Il tenore nacque grazie a un Colonnello. Mentre svolgeva il servizio militare, Cecchele accettò di eseguire alcune canzoni per essere esentato dai servizi di guardia. Sentendolo, il Colonnello lo incitò a continuare nel canto e gli diede dieci giorni di licenza per recarsi a sostenere un’audizione con Iris Adami Corradetti, la quale stilò una relazione. L’Ufficiale si infuriò nel leggere il piano di studi della durata di 4-5 anni: «Questa signora sarà stata pure una grande cantante, ma di voci non capisce nulla». Il Colonnello aveva ragione. Cecchele nel ‘62 approdò alla scuola di Marcello del Monaco (fratello del celebre Mario) e mise a punto la voce nel giro di pochi mesi. Due anni dopo calcò per la prima volta le tavole del palcoscenico del Bellini di Catania, nell’opera semi sconosciuta La zolfara di Mulé. Al debutto i giornalisti scrissero che era nato un nuovo Mario Del Monaco. «Ma se fossi stato un clone, ora non saremmo qui». Vero. Ben presto maturò una propria tecnica magistrale, una vocalità unica e inimitabile. «Dopo Del Monaco ho ascoltato altri cantanti e ho capito come ci potessero essere caratteristiche e particolari da aggiungere. Ho avuto la fortuna di avere grandissimi colleghi e questo mi ha aiutato molto nella carriera. Ognuno ha qualcosa da dare, lo si può usare a proprio beneficio». Certo, purché si sia capaci di rapportarsi agli altri con umiltà, senza mai smettere di imparare e di affinare il mezzo vocale. L’intelligenza artistica ha consentito all’astro Cecchele di brillare per 48 anni di carriera e … 12 mila Si bemolle, «senza contare le prove».
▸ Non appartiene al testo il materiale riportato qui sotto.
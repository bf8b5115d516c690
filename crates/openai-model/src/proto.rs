use colloquy_model::{
    ModelRequest, Role, ToolCallRequest, ToolDeclaration, ToolOutput,
    ToolResult,
};
use serde::{Deserialize, Serialize};
use serde_json::Value;

// ------------------------------
// Types received from the server
// ------------------------------

#[derive(Clone, Debug, PartialEq, Eq, Hash, Serialize, Deserialize)]
pub struct FunctionToolCall {
    pub name: Option<String>,
    pub arguments: Option<String>,
}

#[derive(Clone, Debug, PartialEq, Eq, Hash, Serialize, Deserialize)]
pub struct ToolCall {
    #[serde(skip_serializing_if = "Option::is_none")]
    pub index: Option<u32>,
    pub id: Option<String>,
    pub r#type: Option<String>,
    pub function: Option<FunctionToolCall>,
}

#[derive(Clone, Debug, PartialEq, Eq, Hash, Deserialize)]
pub struct ChatCompletionChunk {
    pub id: String,
    #[serde(default)]
    pub choices: Vec<Choice>,
    pub usage: Option<CompletionUsage>,
}

#[derive(Clone, Debug, PartialEq, Eq, Hash, Deserialize)]
pub struct Choice {
    pub delta: Delta,
    pub finish_reason: Option<String>,
}

#[derive(Clone, Debug, PartialEq, Eq, Hash, Deserialize)]
pub struct Delta {
    pub content: Option<String>,
    pub tool_calls: Option<Vec<ToolCall>>,
    pub reasoning_content: Option<String>,
}

#[derive(Clone, Copy, Debug, PartialEq, Eq, Hash, Deserialize)]
pub struct CompletionUsage {
    pub prompt_tokens: u64,
    pub completion_tokens: u64,
}

#[derive(Clone, Debug, PartialEq, Eq, Hash, Deserialize)]
pub struct ChatCompletion {
    pub choices: Vec<CompletionChoice>,
    pub usage: Option<CompletionUsage>,
}

#[derive(Clone, Debug, PartialEq, Eq, Hash, Deserialize)]
pub struct CompletionChoice {
    pub message: CompletionMessage,
    pub finish_reason: Option<String>,
}

#[derive(Clone, Debug, PartialEq, Eq, Hash, Deserialize)]
pub struct CompletionMessage {
    pub content: Option<String>,
    pub tool_calls: Option<Vec<ToolCall>>,
}

#[derive(Clone, Debug, PartialEq, Deserialize)]
pub struct EmbeddingResponse {
    pub data: Vec<Embedding>,
}

#[derive(Clone, Debug, PartialEq, Deserialize)]
pub struct Embedding {
    pub index: usize,
    pub embedding: Vec<f32>,
}

// ------------------------
// Types sent to the server
// ------------------------

#[derive(Clone, Debug, PartialEq, Eq, Hash, Serialize)]
struct FunctionTool {
    name: String,
    description: String,
    parameters: Value,
}

#[derive(Clone, Debug, PartialEq, Eq, Hash, Serialize)]
struct Tool {
    r#type: &'static str,
    function: FunctionTool,
}

#[derive(Clone, Debug, PartialEq, Eq, Hash, Serialize)]
#[serde(tag = "role", rename_all = "lowercase")]
pub enum Message {
    System {
        content: String,
    },
    User {
        content: String,
    },
    Assistant {
        content: Option<String>,
        #[serde(skip_serializing_if = "Option::is_none")]
        tool_calls: Option<Vec<ToolCall>>,
    },
    Tool {
        tool_call_id: String,
        content: String,
    },
}

#[derive(Clone, Debug, PartialEq, Serialize)]
pub struct ChatCompletionRequest {
    model: String,
    messages: Vec<Message>,
    #[serde(skip_serializing_if = "Vec::is_empty")]
    tools: Vec<Tool>,
    #[serde(skip_serializing_if = "Option::is_none")]
    temperature: Option<f32>,
    #[serde(skip_serializing_if = "Option::is_none")]
    max_tokens: Option<u32>,
    #[serde(skip_serializing_if = "Option::is_none")]
    stream_options: Option<StreamOptions>,
    stream: bool,
}

#[derive(Clone, Debug, PartialEq, Eq, Hash, Serialize)]
struct StreamOptions {
    include_usage: bool,
}

#[derive(Clone, Debug, PartialEq, Eq, Hash, Serialize)]
pub struct EmbeddingRequest<'a> {
    pub model: &'a str,
    pub input: &'a [String],
}

// -----------
// Conversions
// -----------

/// Tracks tool calls that have been sent in an assistant message but not
/// yet answered by a `tool` message.
#[derive(Default)]
struct ToolCallIds {
    pending: Vec<PendingCall>,
}

struct PendingCall {
    id: String,
    name: String,
    answered: bool,
}

impl ToolCallIds {
    /// Returns the wire id of a call. Calls without an id get one derived
    /// from their position, which is stable across requests.
    fn assign(
        &mut self,
        call: &ToolCallRequest,
        msg_idx: usize,
        call_idx: usize,
    ) -> String {
        let id = if call.id.is_empty() {
            format!("call_{msg_idx}_{call_idx}")
        } else {
            call.id.clone()
        };
        self.pending.push(PendingCall {
            id: id.clone(),
            name: call.name.clone(),
            answered: false,
        });
        id
    }

    fn resolve(&mut self, result: &ToolResult) -> Option<String> {
        let pending = self.pending.iter_mut().find(|p| {
            !p.answered
                && if result.tool_call_id.is_empty() {
                    p.name == result.name
                } else {
                    p.id == result.tool_call_id
                }
        })?;
        pending.answered = true;
        Some(pending.id.clone())
    }

    /// Closes the current tool call group, answering calls that never got
    /// a result so the backend does not reject the history.
    fn flush(&mut self, messages: &mut Vec<Message>) {
        for pending in self.pending.drain(..) {
            if pending.answered {
                continue;
            }
            warn!("tool call {} has no result, patching it", pending.id);
            messages.push(Message::Tool {
                tool_call_id: pending.id,
                content: "Error: the tool call was not executed.".to_owned(),
            });
        }
    }
}

#[inline]
pub fn create_request(
    req: &ModelRequest,
    stream: bool,
) -> ChatCompletionRequest {
    ChatCompletionRequest {
        model: req.model.clone(),
        messages: create_messages(req),
        tools: req.tools.iter().map(create_tool).collect(),
        temperature: req.config.temperature,
        max_tokens: req.config.max_output_tokens,
        stream_options: stream.then_some(StreamOptions {
            include_usage: true,
        }),
        stream,
    }
}

/// Rebuilds the complete message list from the transcript.
///
/// The output alternates roles: consecutive messages of the same role are
/// merged, tool results become `tool` messages right after the assistant
/// message requesting them, and empty messages are dropped.
fn create_messages(req: &ModelRequest) -> Vec<Message> {
    let mut messages = Vec::with_capacity(req.messages.len() + 1);
    if let Some(system) = &req.config.system_instruction {
        if !system.is_empty() {
            messages.push(Message::System {
                content: system.clone(),
            });
        }
    }

    let mut ids = ToolCallIds::default();
    for (msg_idx, msg) in req.messages.iter().enumerate() {
        match msg.role {
            Role::Model => {
                let content = msg.text();
                let tool_calls: Vec<_> = msg
                    .tool_calls()
                    .enumerate()
                    .map(|(call_idx, call)| {
                        let id = ids.assign(call, msg_idx, call_idx);
                        create_tool_call(id, call)
                    })
                    .collect();
                push_assistant(&mut messages, &mut ids, content, tool_calls);
            }
            Role::User => {
                let mut orphans = Vec::new();
                for result in msg.tool_results() {
                    match ids.resolve(result) {
                        Some(tool_call_id) => messages.push(Message::Tool {
                            tool_call_id,
                            content: render_output(&result.output),
                        }),
                        None => orphans.push(format!(
                            "Result of tool `{}`: {}",
                            result.name,
                            render_output(&result.output)
                        )),
                    }
                }
                let mut content = msg.text();
                for orphan in orphans {
                    if !content.is_empty() {
                        content.push_str("\n\n");
                    }
                    content.push_str(&orphan);
                }
                push_user(&mut messages, &mut ids, content);
            }
        }
    }
    messages
}

fn push_user(messages: &mut Vec<Message>, ids: &mut ToolCallIds, content: String) {
    if content.is_empty() {
        return;
    }
    ids.flush(messages);
    if let Some(Message::User { content: prev }) = messages.last_mut() {
        prev.push_str("\n\n");
        prev.push_str(&content);
        return;
    }
    messages.push(Message::User { content });
}

fn push_assistant(
    messages: &mut Vec<Message>,
    ids: &mut ToolCallIds,
    content: String,
    tool_calls: Vec<ToolCall>,
) {
    if content.is_empty() && tool_calls.is_empty() {
        return;
    }
    // The calls of this message were registered already, flush only the
    // ones left over from earlier messages.
    let new_calls = tool_calls.len();
    let carried = ids.pending.len() - new_calls;
    if carried > 0 {
        let fresh = ids.pending.split_off(carried);
        ids.flush(messages);
        ids.pending = fresh;
    }

    if let Some(Message::Assistant {
        content: prev_content,
        tool_calls: prev_calls,
    }) = messages.last_mut()
    {
        if !content.is_empty() {
            let prev_content = prev_content.get_or_insert_default();
            prev_content.push_str(&content);
        }
        if !tool_calls.is_empty() {
            prev_calls.get_or_insert_default().extend(tool_calls);
        }
        return;
    }

    messages.push(Message::Assistant {
        content: (!content.is_empty()).then_some(content),
        tool_calls: (!tool_calls.is_empty()).then_some(tool_calls),
    });
}

#[inline]
fn create_tool_call(id: String, call: &ToolCallRequest) -> ToolCall {
    ToolCall {
        index: None,
        id: Some(id),
        r#type: Some("function".to_owned()),
        function: Some(FunctionToolCall {
            name: Some(call.name.clone()),
            arguments: Some(
                serde_json::to_string(&call.args)
                    .unwrap_or_else(|_| "{}".to_owned()),
            ),
        }),
    }
}

#[inline]
fn render_output(output: &ToolOutput) -> String {
    match output {
        ToolOutput::Success(content) => content.clone(),
        ToolOutput::Error(message) => format!("Error: {message}"),
    }
}

#[inline]
fn create_tool(tool: &ToolDeclaration) -> Tool {
    Tool {
        r#type: "function",
        function: FunctionTool {
            name: tool.name.clone(),
            description: tool.description.clone(),
            parameters: tool.parameters.clone(),
        },
    }
}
Il Maestro è stato applaudito alla Scala, dove cantò infinite volte; a Venezia, Roma, Macerata, Bilbao, Vienna, Londra, San Francisco e Montecarlo. «Avete visto bene il filmato? – ha fatto notare riferendosi alle immagini proiettate sullo schermo – Quella signora seduta in prima fila era Grace Kelly». Molte furono le opere che presero vita grazie allo squillo virile e al fraseggio scolpito, grazie a quella che il critico musicale e moderatore dell’evento Danilo Boaretto ha definito “vocalità baciata da Dio”: Turandot, Don Carlo, La forza del destino, Otello, anche se il ruolo che forse lo ha maggiormente contraddistinto, per l’interpretazione ineguagliabile, è stato Turiddu in Cavalleria Rusticana. Oltre quattrocento volte fu Radamès, spesso accanto alla grande Aida di Maria Chiara, per la quale nutre un fraterno affetto. «Quando cantavo alla Scala in Aida, venne a sentirmi Karajan e proprio lui mi volle in Cavalleria. Abbiamo fatto un film e tante recite. Dove gli altri fanno tre fiati – ha spiegato – io ne faccio uno unico. Karajan, sentendomi in prova, mi chiese se fossi sicuro di riuscirci anche in recita». Così fu. E così venne scritta una fulgida pagina di storia della musica.